From: Matt the Enraged Endorphin (mpkundert@students.wisc.edu)
Date: Mon Jan 13 2003 - 22:51:43 GMT
DMB,
DMB said:
You say Pirsig does it
(recontextualization). How about an explanation and an example. I mean, it
easy to see what its all about just because I know what the word "context"
means. Clearly this involves taking something out of its original context
and putting it in another, but beyond that I really don't know what the
process looks like or what this is supposed to accomplish.
Matt:
I said this a long time ago:
"David L. Hall's summation of Rorty's three types of critics:
The 'third rate' critic attacks the original thinker on the basis of the
rhetorical consequences of his thought and defends the status quo against the
corrupting effects of the philosopher's rhetoric. 'Second rate' critics
defend
the same received wisdom by semantic analyses of the thinker which highlight
ambiguities and vagueness in his terms and arguments. But 'first rate'
critics
"delight in the originality of those they criticise...; they attack an optimal
version of the philosopher's position--one in which the holes in the argument
have been plugged or politely ignored."
Hall says further, "This 'robustly external' criticism 'consists in showing
the inability of the philosopher under study, even at his best, to do what
the critic thinks needs to be done.' First rate critics construct a
dramatic narrative which contextualizes the thinker under critique in such
a manner to show that 'the philosopher has not understood the pattern of
the past and the needs of the present as well as, thanks to the critic, we
now do.'"[from Richard Rorty: Prophet and Poet of the New Pragmatism by
David L. Hall, imbedded quote from an essay by Rorty called "Posties".]"
That is what Rorty calls "recontextualization."

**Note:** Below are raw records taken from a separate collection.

//! Streaming 64-bit content hasher
//!
//! Based on Bob Jenkins' lookup3 mixing. Text is consumed as UTF-16 code
//! units, two at a time, so the result only depends on the sequence of code
//! units and never on how the text was split into chunks. File contents are
//! hashed byte by byte, each byte widened to one unit.
//!
//! ```text
//! units:  u0 u1 | u2 u3 | u4 u5 | u6 u7 ...
//! fold:    a    |  b    |  c, mix | a ...
//! ```

use std::fs::File;
use std::io::{self, BufRead, BufReader, Read};
use std::path::Path;

/// Fixed seed (digits of pi).
const SEED: u64 = 3141592653589793238;

/// Buffer size for file hashing.
const READ_CHUNK: usize = 64 * 1024;

/// Raw hash of the empty input. Every result is XORed with this value so
/// that hashing nothing yields zero.
const EMPTY_HASH: u64 = StreamHasher::new().finish_raw();

/// Computes the 64-bit hash of text delivered as ordered chunks.
///
/// The hasher is single-use: [`StreamHasher::compute_hash`] consumes it.
#[derive(Debug, Clone)]
pub struct StreamHasher {
    a: u32,
    b: u32,
    c: u32,
    /// Position within the current six-unit group
    state: u8,
    /// First unit of an incomplete pair
    pending: u16,
}

impl StreamHasher {
    /// Creates a hasher seeded with the fixed constant.
    pub const fn new() -> Self {
        let low = SEED as u32;
        Self {
            a: low,
            b: low,
            c: low.wrapping_add((SEED >> 32) as u32),
            state: 0,
            pending: 0,
        }
    }

    /// Adds the next chunk of text.
    pub fn add_chunk(&mut self, chunk: &str) {
        for unit in chunk.encode_utf16() {
            self.push(unit);
        }
    }

    /// Adds the next chunk of UTF-16 code units. A chunk may end between
    /// the two halves of a surrogate pair.
    pub fn add_utf16_chunk(&mut self, chunk: &[u16]) {
        for &unit in chunk {
            self.push(unit);
        }
    }

    /// Adds the next chunk of raw bytes, one unit per byte. ASCII bytes
    /// hash the same as the equivalent text.
    pub fn add_bytes(&mut self, chunk: &[u8]) {
        for &byte in chunk {
            self.push(byte as u16);
        }
    }

    /// Finishes the hash.
    pub fn compute_hash(self) -> u64 {
        self.finish_raw() ^ EMPTY_HASH
    }

    fn push(&mut self, unit: u16) {
        match self.state {
            0 | 2 | 4 => self.pending = unit,
            1 => self.a = self.a.wrapping_add(pair(self.pending, unit)),
            3 => self.b = self.b.wrapping_add(pair(self.pending, unit)),
            _ => {
                self.c = self.c.wrapping_add(pair(self.pending, unit));
                let (a, b, c) = mix(self.a, self.b, self.c);
                self.a = a;
                self.b = b;
                self.c = c;
            }
        }
        self.state = if self.state == 5 { 0 } else { self.state + 1 };
    }

    const fn finish_raw(self) -> u64 {
        let mut a = self.a;
        let mut b = self.b;
        let mut c = self.c;
        match self.state {
            1 => a = a.wrapping_add(self.pending as u32),
            3 => b = b.wrapping_add(self.pending as u32),
            5 => c = c.wrapping_add(self.pending as u32),
            _ => {}
        }
        let (_, b, c) = final_mix(a, b, c);
        (c as u64) | ((b as u64) << 32)
    }
}

impl Default for StreamHasher {
    fn default() -> Self {
        Self::new()
    }
}

/// Hashes a complete string in one call.
pub fn hash(text: &str) -> u64 {
    let mut hasher = StreamHasher::new();
    hasher.add_chunk(text);
    hasher.compute_hash()
}

/// Hashes everything a reader yields, one buffer at a time.
pub fn hash_reader<R: Read>(reader: R) -> io::Result<u64> {
    let mut reader = BufReader::with_capacity(READ_CHUNK, reader);
    let mut hasher = StreamHasher::new();
    loop {
        let chunk = reader.fill_buf()?;
        if chunk.is_empty() {
            break;
        }
        hasher.add_bytes(chunk);
        let consumed = chunk.len();
        reader.consume(consumed);
    }
    Ok(hasher.compute_hash())
}

/// Hashes the contents of a file without loading it whole.
pub fn hash_file(path: &Path) -> io::Result<u64> {
    hash_reader(File::open(path)?)
}

/// Splits a hash into its (high, low) 32-bit halves.
pub fn split_hash(hash: u64) -> (u32, u32) {
    ((hash >> 32) as u32, hash as u32)
}

const fn pair(first: u16, second: u16) -> u32 {
    (first as u32) | ((second as u32) << 16)
}

/// Reversible mix applied after every three pairs.
const fn mix(mut a: u32, mut b: u32, mut c: u32) -> (u32, u32, u32) {
    a = a.wrapping_sub(c);
    a ^= c.rotate_left(4);
    c = c.wrapping_add(b);

    b = b.wrapping_sub(a);
    b ^= a.rotate_left(6);
    a = a.wrapping_add(c);

    c = c.wrapping_sub(b);
    c ^= b.rotate_left(8);
    b = b.wrapping_add(a);

    a = a.wrapping_sub(c);
    a ^= c.rotate_left(16);
    c = c.wrapping_add(b);

    b = b.wrapping_sub(a);
    b ^= a.rotate_left(19);
    a = a.wrapping_add(c);

    c = c.wrapping_sub(b);
    c ^= b.rotate_left(4);
    b = b.wrapping_add(a);

    (a, b, c)
}

/// Final, non-reversible mix; the entropy ends up in b and c.
const fn final_mix(mut a: u32, mut b: u32, mut c: u32) -> (u32, u32, u32) {
    c ^= b;
    c = c.wrapping_sub(b.rotate_left(14));
    a ^= c;
    a = a.wrapping_sub(c.rotate_left(11));
    b ^= a;
    b = b.wrapping_sub(a.rotate_left(25));
    c ^= b;
    c = c.wrapping_sub(b.rotate_left(16));
    a ^= c;
    a = a.wrapping_sub(c.rotate_left(4));
    b ^= a;
    b = b.wrapping_sub(a.rotate_left(14));
    c ^= b;
    c = c.wrapping_sub(b.rotate_left(24));
    (a, b, c)
}

#[cfg(test)]
mod tests {
    use super::*;

    #[test]
    fn test_empty_input_hashes_to_zero() {
        assert_eq!(StreamHasher::new().compute_hash(), 0);
        assert_eq!(hash(""), 0);
    }

    #[test]
    fn test_empty_chunks_are_ignored() {
        let mut hasher = StreamHasher::new();
        hasher.add_chunk("");
        hasher.add_chunk("abc");
        hasher.add_chunk("");
        assert_eq!(hasher.compute_hash(), hash("abc"));
    }

    #[test]
    fn test_every_split_point_matches_single_chunk() {
        let text = "public static final int MAX_VALUE = 0x7fffffff;";
        let expected = hash(text);
        for split in 0..=text.len() {
            let mut hasher = StreamHasher::new();
            hasher.add_chunk(&text[..split]);
            hasher.add_chunk(&text[split..]);
            assert_eq!(hasher.compute_hash(), expected, "split at {}", split);
        }
    }

    #[test]
    fn test_surrogate_pair_split_across_chunks() {
        let text = "a\u{1F600}b";
        let units: Vec<u16> = text.encode_utf16().collect();
        let mut hasher = StreamHasher::new();
        hasher.add_utf16_chunk(&units[..2]);
        hasher.add_utf16_chunk(&units[2..]);
        assert_eq!(hasher.compute_hash(), hash(text));
    }

    #[test]
    fn test_trailing_partial_pair_changes_hash() {
        // Lengths 1..=6 exercise every accumulator and the partial-pair fold
        let values: Vec<u64> = (1..=6).map(|n| hash(&"x".repeat(n))).collect();
        for (i, a) in values.iter().enumerate() {
            assert_ne!(*a, 0);
            for b in &values[i + 1..] {
                assert_ne!(a, b);
            }
        }
    }

    #[test]
    fn test_ascii_bytes_match_text() {
        let text = "class A { int x; }";
        let mut hasher = StreamHasher::new();
        hasher.add_bytes(text.as_bytes());
        assert_eq!(hasher.compute_hash(), hash(text));
    }

    #[test]
    fn test_high_bytes_are_distinct() {
        let hash_of = |bytes: &[u8]| hash_reader(bytes).unwrap();
        let a = hash_of(&[0xca, 0xfe, 0xba, 0xbe, 0x80]);
        let b = hash_of(&[0xca, 0xfe, 0xba, 0xbe, 0x81]);
        assert_ne!(a, b);
    }

    #[test]
    fn test_reader_spanning_several_buffers() {
        let bytes: Vec<u8> = (0..READ_CHUNK * 2 + 3).map(|i| (i % 251) as u8).collect();
        let mut hasher = StreamHasher::new();
        for piece in bytes.chunks(7) {
            hasher.add_bytes(piece);
        }
        assert_eq!(hash_reader(&bytes[..]).unwrap(), hasher.compute_hash());
    }

    #[test]
    fn test_split_hash_halves() {
        let value = 0x1234_5678_9abc_def0;
        assert_eq!(split_hash(value), (0x1234_5678, 0x9abc_def0));
    }
}
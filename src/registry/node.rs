//! Typed views over tagged records

use std::any::Any;
use std::fmt;

use super::Tag;
use crate::store::Address;

/// A hydrated record. Implementations are cheap views over an address and
/// hold no state of their own.
pub trait Node: Any + Send + Sync + fmt::Debug {
    fn address(&self) -> Address;

    fn tag(&self) -> Tag;

    fn as_any(&self) -> &dyn Any;
}

impl dyn Node {
    /// Returns the concrete wrapper if this node is a `T`.
    pub fn downcast_ref<T: Node>(&self) -> Option<&T> {
        self.as_any().downcast_ref::<T>()
    }

    pub fn is<T: Node>(&self) -> bool {
        self.as_any().is::<T>()
    }
}

/// Wrapper for kinds that need no dedicated type.
#[derive(Debug, Clone, Copy, PartialEq, Eq)]
pub struct RecordNode {
    address: Address,
    tag: Tag,
}

impl RecordNode {
    pub fn new(address: Address, tag: Tag) -> Self {
        Self { address, tag }
    }
}

impl Node for RecordNode {
    fn address(&self) -> Address {
        self.address
    }

    fn tag(&self) -> Tag {
        self.tag
    }

    fn as_any(&self) -> &dyn Any {
        self
    }
}
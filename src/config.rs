//! Database configuration
//!
//! Loaded from a JSON file. Every field is optional:
//!
//! ```json
//! {
//!   "initial_capacity_bytes": 65536,
//!   "max_size_bytes": 1073741824,
//!   "image_path": "./index.ndb",
//!   "log_level": "info",
//!   "reserved_tags": [32, 33]
//! }
//! ```

use std::fs;
use std::path::{Path, PathBuf};

use serde::{Deserialize, Serialize};

use crate::error::{NodeError, NodeResult};
use crate::observability::Severity;
use crate::store::{load_image, MemoryStore, Store, DEFAULT_MAX_SIZE};

/// Configuration file structure
#[derive(Debug, Clone, PartialEq, Eq, Serialize, Deserialize)]
pub struct NodeDbConfig {
    /// Bytes reserved when a fresh store is created (default 64 KiB)
    #[serde(default = "default_initial_capacity")]
    pub initial_capacity_bytes: u64,

    /// Hard limit on store size (default 1 GiB)
    #[serde(default = "default_max_size")]
    pub max_size_bytes: u64,

    /// Store image to load on open, if it exists
    #[serde(default)]
    pub image_path: Option<PathBuf>,

    /// Lowest log severity written (default "info")
    #[serde(default = "default_log_level")]
    pub log_level: String,

    /// Tags reserved in addition to the built-in retired ones
    #[serde(default)]
    pub reserved_tags: Vec<u32>,
}

fn default_initial_capacity() -> u64 {
    64 * 1024
}

fn default_max_size() -> u64 {
    DEFAULT_MAX_SIZE
}

fn default_log_level() -> String {
    "info".to_string()
}

impl Default for NodeDbConfig {
    fn default() -> Self {
        Self {
            initial_capacity_bytes: default_initial_capacity(),
            max_size_bytes: default_max_size(),
            image_path: None,
            log_level: default_log_level(),
            reserved_tags: Vec::new(),
        }
    }
}

impl NodeDbConfig {
    /// Load configuration from file
    pub fn load(path: &Path) -> NodeResult<Self> {
        let content = fs::read_to_string(path).map_err(|e| {
            NodeError::Config(format!("failed to read {}: {}", path.display(), e))
        })?;
        Self::from_json(&content)
    }

    pub fn from_json(content: &str) -> NodeResult<Self> {
        let config: NodeDbConfig = serde_json::from_str(content)
            .map_err(|e| NodeError::Config(format!("invalid config JSON: {}", e)))?;
        config.validate()?;
        Ok(config)
    }

    pub fn validate(&self) -> NodeResult<()> {
        if self.max_size_bytes == 0 {
            return Err(NodeError::Config("max_size_bytes must be > 0".into()));
        }
        if self.initial_capacity_bytes > self.max_size_bytes {
            return Err(NodeError::Config(format!(
                "initial_capacity_bytes ({}) exceeds max_size_bytes ({})",
                self.initial_capacity_bytes, self.max_size_bytes
            )));
        }
        if let Some(tag) = self.reserved_tags.iter().find(|&&t| t > u16::MAX as u32) {
            return Err(NodeError::Config(format!(
                "reserved tag {:#x} does not fit in 16 bits",
                tag
            )));
        }
        self.severity()?;
        Ok(())
    }

    /// Parsed `log_level`
    pub fn severity(&self) -> NodeResult<Severity> {
        Severity::parse(&self.log_level)
            .ok_or_else(|| NodeError::Config(format!("unknown log_level '{}'", self.log_level)))
    }

    /// Opens the configured store: the image if one exists, otherwise a
    /// fresh in-memory store.
    pub fn open_store(&self) -> NodeResult<Box<dyn Store>> {
        match &self.image_path {
            Some(path) if path.exists() => Ok(Box::new(load_image(path, self.max_size_bytes)?)),
            _ => Ok(Box::new(MemoryStore::with_limits(
                self.initial_capacity_bytes,
                self.max_size_bytes,
            ))),
        }
    }
}

#[cfg(test)]
mod tests {
    use super::*;
    use std::io::Write;
    use tempfile::NamedTempFile;

    #[test]
    fn test_defaults_from_empty_object() {
        let config = NodeDbConfig::from_json("{}").unwrap();
        assert_eq!(config, NodeDbConfig::default());
        assert_eq!(config.initial_capacity_bytes, 65536);
        assert_eq!(config.severity().unwrap(), Severity::Info);
    }

    #[test]
    fn test_load_from_file() {
        let mut file = NamedTempFile::new().unwrap();
        writeln!(
            file,
            r#"{{"max_size_bytes": 1048576, "log_level": "trace", "reserved_tags": [32]}}"#
        )
        .unwrap();
        let config = NodeDbConfig::load(file.path()).unwrap();
        assert_eq!(config.max_size_bytes, 1048576);
        assert_eq!(config.severity().unwrap(), Severity::Trace);
        assert_eq!(config.reserved_tags, vec![32]);
    }

    #[test]
    fn test_initial_capacity_above_max_rejected() {
        let err = NodeDbConfig::from_json(
            r#"{"initial_capacity_bytes": 4096, "max_size_bytes": 1024}"#,
        )
        .unwrap_err();
        assert!(err.to_string().contains("exceeds"));
    }

    #[test]
    fn test_wide_reserved_tag_rejected() {
        let err = NodeDbConfig::from_json(r#"{"reserved_tags": [65536]}"#).unwrap_err();
        assert!(matches!(err, NodeError::Config(_)));
    }

    #[test]
    fn test_unknown_log_level_rejected() {
        assert!(NodeDbConfig::from_json(r#"{"log_level": "loud"}"#).is_err());
    }

    #[test]
    fn test_missing_file() {
        let err = NodeDbConfig::load(Path::new("/nonexistent/nodedb.json")).unwrap_err();
        assert!(matches!(err, NodeError::Config(_)));
    }
}
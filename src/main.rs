//! nodedb CLI entry point
//!
//! Parses arguments, dispatches to the CLI module, prints errors to stderr
//! and exits non-zero on failure.

use nodedb::cli;

fn main() {
    if let Err(e) = cli::run() {
        eprintln!("{}", e);
        std::process::exit(1);
    }
}
//! Store image files
//!
//! A [`MemoryStore`] can be saved to and reloaded from a single file:
//!
//! ```text
//! +------------------+
//! | Magic "NDBI"     | (4 bytes)
//! +------------------+
//! | Format Version   | (u32 LE)
//! +------------------+
//! | Data Length      | (u64 LE)
//! +------------------+
//! | Data             | (used area of the store)
//! +------------------+
//! | Checksum         | (u32 LE, CRC32 of everything above)
//! +------------------+
//! ```
//!
//! Any mismatch on load is reported as data corruption; a corrupt image is
//! never partially loaded.

use std::fs::{self, File};
use std::io::Write;
use std::path::Path;

use crc32fast::Hasher;

use super::errors::{StoreError, StoreResult};
use super::memory::MemoryStore;
use crate::observability::Logger;

const MAGIC: &[u8; 4] = b"NDBI";

/// Current image format version
pub const IMAGE_VERSION: u32 = 1;

const HEADER_SIZE: usize = 4 + 4 + 8;
const CHECKSUM_SIZE: usize = 4;

/// Serializes the used area of `store` into image bytes.
pub fn encode_image(store: &MemoryStore) -> Vec<u8> {
    let data = store.used_bytes();
    let mut image = Vec::with_capacity(HEADER_SIZE + data.len() + CHECKSUM_SIZE);
    image.extend_from_slice(MAGIC);
    image.extend_from_slice(&IMAGE_VERSION.to_le_bytes());
    image.extend_from_slice(&(data.len() as u64).to_le_bytes());
    image.extend_from_slice(data);

    let mut hasher = Hasher::new();
    hasher.update(&image);
    image.extend_from_slice(&hasher.finalize().to_le_bytes());
    image
}

/// Verifies and decodes image bytes into a store limited to `max_size`.
pub fn decode_image(image: &[u8], max_size: u64) -> StoreResult<MemoryStore> {
    if image.len() < HEADER_SIZE + CHECKSUM_SIZE {
        return Err(StoreError::data_corruption(format!(
            "image truncated: {} bytes",
            image.len()
        )));
    }

    let checksum_offset = image.len() - CHECKSUM_SIZE;
    let stored = u32::from_le_bytes([
        image[checksum_offset],
        image[checksum_offset + 1],
        image[checksum_offset + 2],
        image[checksum_offset + 3],
    ]);
    let mut hasher = Hasher::new();
    hasher.update(&image[..checksum_offset]);
    let computed = hasher.finalize();
    if computed != stored {
        return Err(StoreError::data_corruption(format!(
            "image checksum mismatch: computed {:08x}, stored {:08x}",
            computed, stored
        )));
    }

    if &image[0..4] != MAGIC {
        return Err(StoreError::data_corruption("not a store image"));
    }
    let version = u32::from_le_bytes([image[4], image[5], image[6], image[7]]);
    if version != IMAGE_VERSION {
        return Err(StoreError::data_corruption(format!(
            "unsupported image version {}",
            version
        )));
    }
    let mut len_bytes = [0u8; 8];
    len_bytes.copy_from_slice(&image[8..16]);
    let data_len = u64::from_le_bytes(len_bytes);
    if data_len != (checksum_offset - HEADER_SIZE) as u64 {
        return Err(StoreError::data_corruption(format!(
            "image length mismatch: header says {}, found {}",
            data_len,
            checksum_offset - HEADER_SIZE
        )));
    }

    MemoryStore::from_bytes(image[HEADER_SIZE..checksum_offset].to_vec(), max_size)
}

/// Writes `store` to `path`, replacing any previous image.
pub fn save_image(store: &MemoryStore, path: &Path) -> StoreResult<()> {
    let image = encode_image(store);
    let mut file = File::create(path).map_err(|e| {
        StoreError::io_error(format!("failed to create {}", path.display()), e)
    })?;
    file.write_all(&image)
        .and_then(|_| file.sync_all())
        .map_err(|e| StoreError::io_error(format!("failed to write {}", path.display()), e))?;

    Logger::info(
        "STORE_IMAGE_SAVED",
        &[
            ("bytes", &image.len().to_string()),
            ("path", &path.display().to_string()),
        ],
    );
    Ok(())
}

/// Loads the image at `path`.
pub fn load_image(path: &Path, max_size: u64) -> StoreResult<MemoryStore> {
    let image = fs::read(path)
        .map_err(|e| StoreError::io_error(format!("failed to read {}", path.display()), e))?;

    match decode_image(&image, max_size) {
        Ok(store) => {
            Logger::info(
                "STORE_IMAGE_LOADED",
                &[
                    ("blocks", &store.allocated_blocks().to_string()),
                    ("path", &path.display().to_string()),
                ],
            );
            Ok(store)
        }
        Err(e) => {
            Logger::error(
                "STORE_IMAGE_CORRUPT",
                &[
                    ("path", &path.display().to_string()),
                    ("reason", e.message()),
                ],
            );
            Err(e)
        }
    }
}
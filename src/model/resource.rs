//! Resource files and their workspace locations
//!
//! A resource file is the root of everything indexed from one file. Deleting
//! it deletes its locations and bindings, and through them every annotation
//! value and constant they own.

use std::any::Any;

use super::binding::{BindingKinds, Method, Variable};
use super::fingerprint::FileFingerprint;
use super::index::CodeIndex;
use super::tags;
use crate::error::NodeResult;
use crate::registry::{Node, NodeTypeRegistry, Tag};
use crate::schema::{Kind, KindBuilder, LongField, ManyToOne, OneToMany, Ownership, SchemaResult, StringField};
use crate::store::Address;

pub(crate) struct ResourceKinds {
    pub(crate) location: Kind,
    pub(crate) location_resource: ManyToOne,
    pub(crate) location_path: StringField,

    pub(crate) file: Kind,
    pub(crate) filename: StringField,
    pub(crate) fingerprint_time: LongField,
    pub(crate) fingerprint_size: LongField,
    pub(crate) fingerprint_hash: LongField,
    pub(crate) time_last_used: LongField,
    pub(crate) workspace_locations: OneToMany,
    pub(crate) bindings: OneToMany,
}

impl ResourceKinds {
    pub(crate) fn declare(types: &mut NodeTypeRegistry, binding: &BindingKinds) -> SchemaResult<Self> {
        let mut builder = KindBuilder::node("WorkspaceLocation");
        let location_resource = builder.add_many_to_one("resource", Ownership::OwnedByReferent);
        let location_path = builder.add_string("path");
        let location = builder.finish();
        types.register(tags::WORKSPACE_LOCATION, &location, |address| {
            Box::new(WorkspaceLocation { address })
        })?;

        let mut builder = KindBuilder::node("ResourceFile");
        let filename = builder.add_string("filename");
        let fingerprint_time = builder.add_long("fingerprint_time");
        let fingerprint_size = builder.add_long("fingerprint_size");
        let fingerprint_hash = builder.add_long("fingerprint_hash");
        let time_last_used = builder.add_long("time_last_used");
        let workspace_locations = builder.add_one_to_many("workspace_locations", &location_resource)?;
        let bindings = builder.add_one_to_many("bindings", &binding.file)?;
        let file = builder.finish();
        types.register(tags::RESOURCE_FILE, &file, |address| {
            Box::new(ResourceFile { address })
        })?;

        Ok(Self {
            location,
            location_resource,
            location_path,
            file,
            filename,
            fingerprint_time,
            fingerprint_size,
            fingerprint_hash,
            time_last_used,
            workspace_locations,
            bindings,
        })
    }
}

/// A binding of a resource file, resolved to its concrete type.
#[derive(Debug, Clone, Copy, PartialEq, Eq)]
pub enum FileBinding {
    Method(Method),
    Variable(Variable),
}

/// One indexed file
#[derive(Debug, Clone, Copy, PartialEq, Eq)]
pub struct ResourceFile {
    address: Address,
}

impl ResourceFile {
    pub(crate) fn at(address: Address) -> Self {
        Self { address }
    }

    pub fn create(index: &mut CodeIndex, filename: &str) -> NodeResult<Self> {
        let (schema, db) = index.parts_mut();
        let k = &schema.resource;
        let address = db.allocate(&k.file)?;
        k.filename.put(db.store_mut(), address, filename)?;
        let file = Self { address };
        file.mark_used(index)?;
        Ok(file)
    }

    pub fn from_address(index: &CodeIndex, address: Address) -> NodeResult<Self> {
        index
            .db()
            .check_kind(address, &index.schema().resource.file)?;
        Ok(Self { address })
    }

    pub fn address(&self) -> Address {
        self.address
    }

    pub fn filename(&self, index: &CodeIndex) -> NodeResult<String> {
        let k = &index.schema().resource;
        Ok(k.filename.get(index.db().store(), self.address)?)
    }

    pub fn fingerprint(&self, index: &CodeIndex) -> NodeResult<FileFingerprint> {
        let k = &index.schema().resource;
        let store = index.db().store();
        Ok(FileFingerprint::new(
            k.fingerprint_time.get(store, self.address)?,
            k.fingerprint_size.get(store, self.address)?,
            k.fingerprint_hash.get(store, self.address)? as u64,
        ))
    }

    pub fn set_fingerprint(&self, index: &mut CodeIndex, fingerprint: &FileFingerprint) -> NodeResult<()> {
        let (schema, db) = index.parts_mut();
        let k = &schema.resource;
        let store = db.store_mut();
        k.fingerprint_time.put(store, self.address, fingerprint.time())?;
        k.fingerprint_size.put(store, self.address, fingerprint.size())?;
        k.fingerprint_hash
            .put(store, self.address, fingerprint.hash() as i64)?;
        Ok(())
    }

    /// Milliseconds since the epoch when the file was last used
    pub fn time_last_used(&self, index: &CodeIndex) -> NodeResult<i64> {
        let k = &index.schema().resource;
        Ok(k.time_last_used.get(index.db().store(), self.address)?)
    }

    pub fn mark_used(&self, index: &mut CodeIndex) -> NodeResult<()> {
        let (schema, db) = index.parts_mut();
        let now = chrono::Utc::now().timestamp_millis();
        Ok(schema
            .resource
            .time_last_used
            .put(db.store_mut(), self.address, now)?)
    }

    pub fn workspace_locations(&self, index: &CodeIndex) -> NodeResult<Vec<WorkspaceLocation>> {
        let k = &index.schema().resource;
        Ok(k.workspace_locations
            .to_vec(index.db().store(), self.address)?
            .into_iter()
            .map(|address| WorkspaceLocation { address })
            .collect())
    }

    /// Bindings read from this file, hydrated from their tags
    pub fn bindings(&self, index: &CodeIndex) -> NodeResult<Vec<FileBinding>> {
        let k = &index.schema().resource;
        let mut bindings = Vec::new();
        for address in k.bindings.to_vec(index.db().store(), self.address)? {
            let node = index.db().load(address)?;
            if let Some(method) = node.downcast_ref::<Method>() {
                bindings.push(FileBinding::Method(*method));
            } else if let Some(variable) = node.downcast_ref::<Variable>() {
                bindings.push(FileBinding::Variable(*variable));
            }
        }
        Ok(bindings)
    }

    pub fn delete(self, index: &mut CodeIndex) -> NodeResult<()> {
        index.delete(self.address)
    }
}

impl Node for ResourceFile {
    fn address(&self) -> Address {
        self.address
    }

    fn tag(&self) -> Tag {
        tags::RESOURCE_FILE
    }

    fn as_any(&self) -> &dyn Any {
        self
    }
}

/// A workspace path at which a resource file is visible
#[derive(Debug, Clone, Copy, PartialEq, Eq)]
pub struct WorkspaceLocation {
    address: Address,
}

impl WorkspaceLocation {
    pub fn create(index: &mut CodeIndex, file: &ResourceFile, path: &str) -> NodeResult<Self> {
        let (schema, db) = index.parts_mut();
        let k = &schema.resource;
        let address = db.allocate(&k.location)?;
        k.location_path.put(db.store_mut(), address, path)?;
        k.location_resource.put(db, address, Some(file.address()))?;
        Ok(Self { address })
    }

    pub fn from_address(index: &CodeIndex, address: Address) -> NodeResult<Self> {
        index
            .db()
            .check_kind(address, &index.schema().resource.location)?;
        Ok(Self { address })
    }

    pub fn address(&self) -> Address {
        self.address
    }

    pub fn path(&self, index: &CodeIndex) -> NodeResult<String> {
        let k = &index.schema().resource;
        Ok(k.location_path.get(index.db().store(), self.address)?)
    }

    pub fn resource(&self, index: &CodeIndex) -> NodeResult<Option<ResourceFile>> {
        let k = &index.schema().resource;
        Ok(k.location_resource
            .get(index.db().store(), self.address)?
            .map(ResourceFile::at))
    }

    /// Detaches the location from its file, which deletes it.
    pub fn detach(self, index: &mut CodeIndex) -> NodeResult<()> {
        let (schema, db) = index.parts_mut();
        schema.resource.location_resource.put(db, self.address, None)
    }
}

impl Node for WorkspaceLocation {
    fn address(&self) -> Address {
        self.address
    }

    fn tag(&self) -> Tag {
        tags::WORKSPACE_LOCATION
    }

    fn as_any(&self) -> &dyn Any {
        self
    }
}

I said this more recently:
"Recontextualization is the way in which we can lay bare differences and
than choose which context is of higher value. Recontextualization is a
fancy name for something as simple as 'an accountant recontextualizing the
figures on a corporate income tax return, provoked to do so by the thought
that a certain depreciable item might plausibly be listed on Schedule H
rather than on Schedule M.'" ("Inquiry as Recontextualization: An
Anti-Dualist Account of Interpretation")
Recontextualization is not about taking something out of its original
context, its about attempting to show that we had a limited understanding
of the original context. The original context of "equality" in Greece
during Plato's time only applied to citizens (who were only rich males).
Since that time, equality fighters have attempted to recontextualize
"equality" to show that the Greek's understanding of it was limited in some
sense.
One of my favorite instances of Pirsig recontextualizing is when he talks
about the Sophists in ZMM. We first get Plato's story on what the Sophists
are up to (no good), and then Pirsig recontextualizes the situation by
pointing out that the Sophists were sometimes named as ambassadors and that
Socrates and Plato were called Sophists at times. (Ch. 29) In this way,
Pirsig recontextualizes the narrative from the way Plato had it (the
Sophists were spinners of lies and Socrates came and showed everyone the
Truth) into something else: "Plato's hatred of the rhetoricians was part of
a much larger struggle in which the reality of the Good, represented by the
Sophists, and the reality of the True, represented by the dialecticians,
were engaged in a huge struggle for the future of man."
That's an example of Pirsig recontextualizing, but I chose this example for
another reason: it shows Pirsig favoring recontextualization over the
dialectic (think back to the "Confessions" comparison of engagment of the
Rortyan position with the Platonic position). Pirsig recontexualizes the
Sophists to show the flaw in Plato and the dialecticians project, but
notice that he is not involved in dialectic. Recontextualization would be
better called "rhetoric." Pirsig doesn't engage Plato and dialectically
and argumentatively show that Plato's cooptation of the Sophists and use of
"dialectic--the usurper" was in the end flawed. Pirsig recontextualizes
the situation to show this, thereby failing to engage Plato in a way he
would have found acceptable (by Plato's own dialectical lights). That's
why Pirsig decribes his battle with the Chairman as a battle between
rhetoric and dialectic (even though Pirise, at the time, was involved in a
dialectical argument). The only way to show that Pirsig's suggested
narrative is lacking is to beat Pirsig at his own game: go into
intellectual history, where we get the raw materials for our narratives,
and show that Pirsig has "not understood the pattern of the past and the
needs of the present as well as, thanks to the critic, we now do."
Rorty wrote to me:
Thanks very much for your message. I'll try to get around to re-reading
Pirsig.
DMB said:
Dude, this is called a polite brush-off.
Matt:
Well, of course its a polite brush off. I would've expected nothing less
from a world-renowned philosopher. That's why I said, "That's all I ask
for." Politeness. Maybe he will go back and read Pirsig, maybe he won't.
Probably not, but by Rorty's own lights, what being an intellectual is all
about is reading books and trying to get other people excited about those
books, so I figured, why not give it a shot. I shouldn't even have
included Rorty's reply, because, as I've been saying, what Rorty thinks
about Pirsig is secondary to a Rortyan project. Rorty's comments to 3WD
were off the top of his head, from memory. And even if he did go back and
read Pirsig and write, "We have nothing, nothing at all, in common," I
would recontexualize the situation and show, quite easily, that they do. I
have yet to see any evidence that Rorty and Pirsig have nothing in common.
I find it pretty factitious to say it, in fact, considering Pirsig tries to
hook himself up to American pragmatism and Rorty is an American pragmatist.
That's one of the easiest points of entry to colligate them.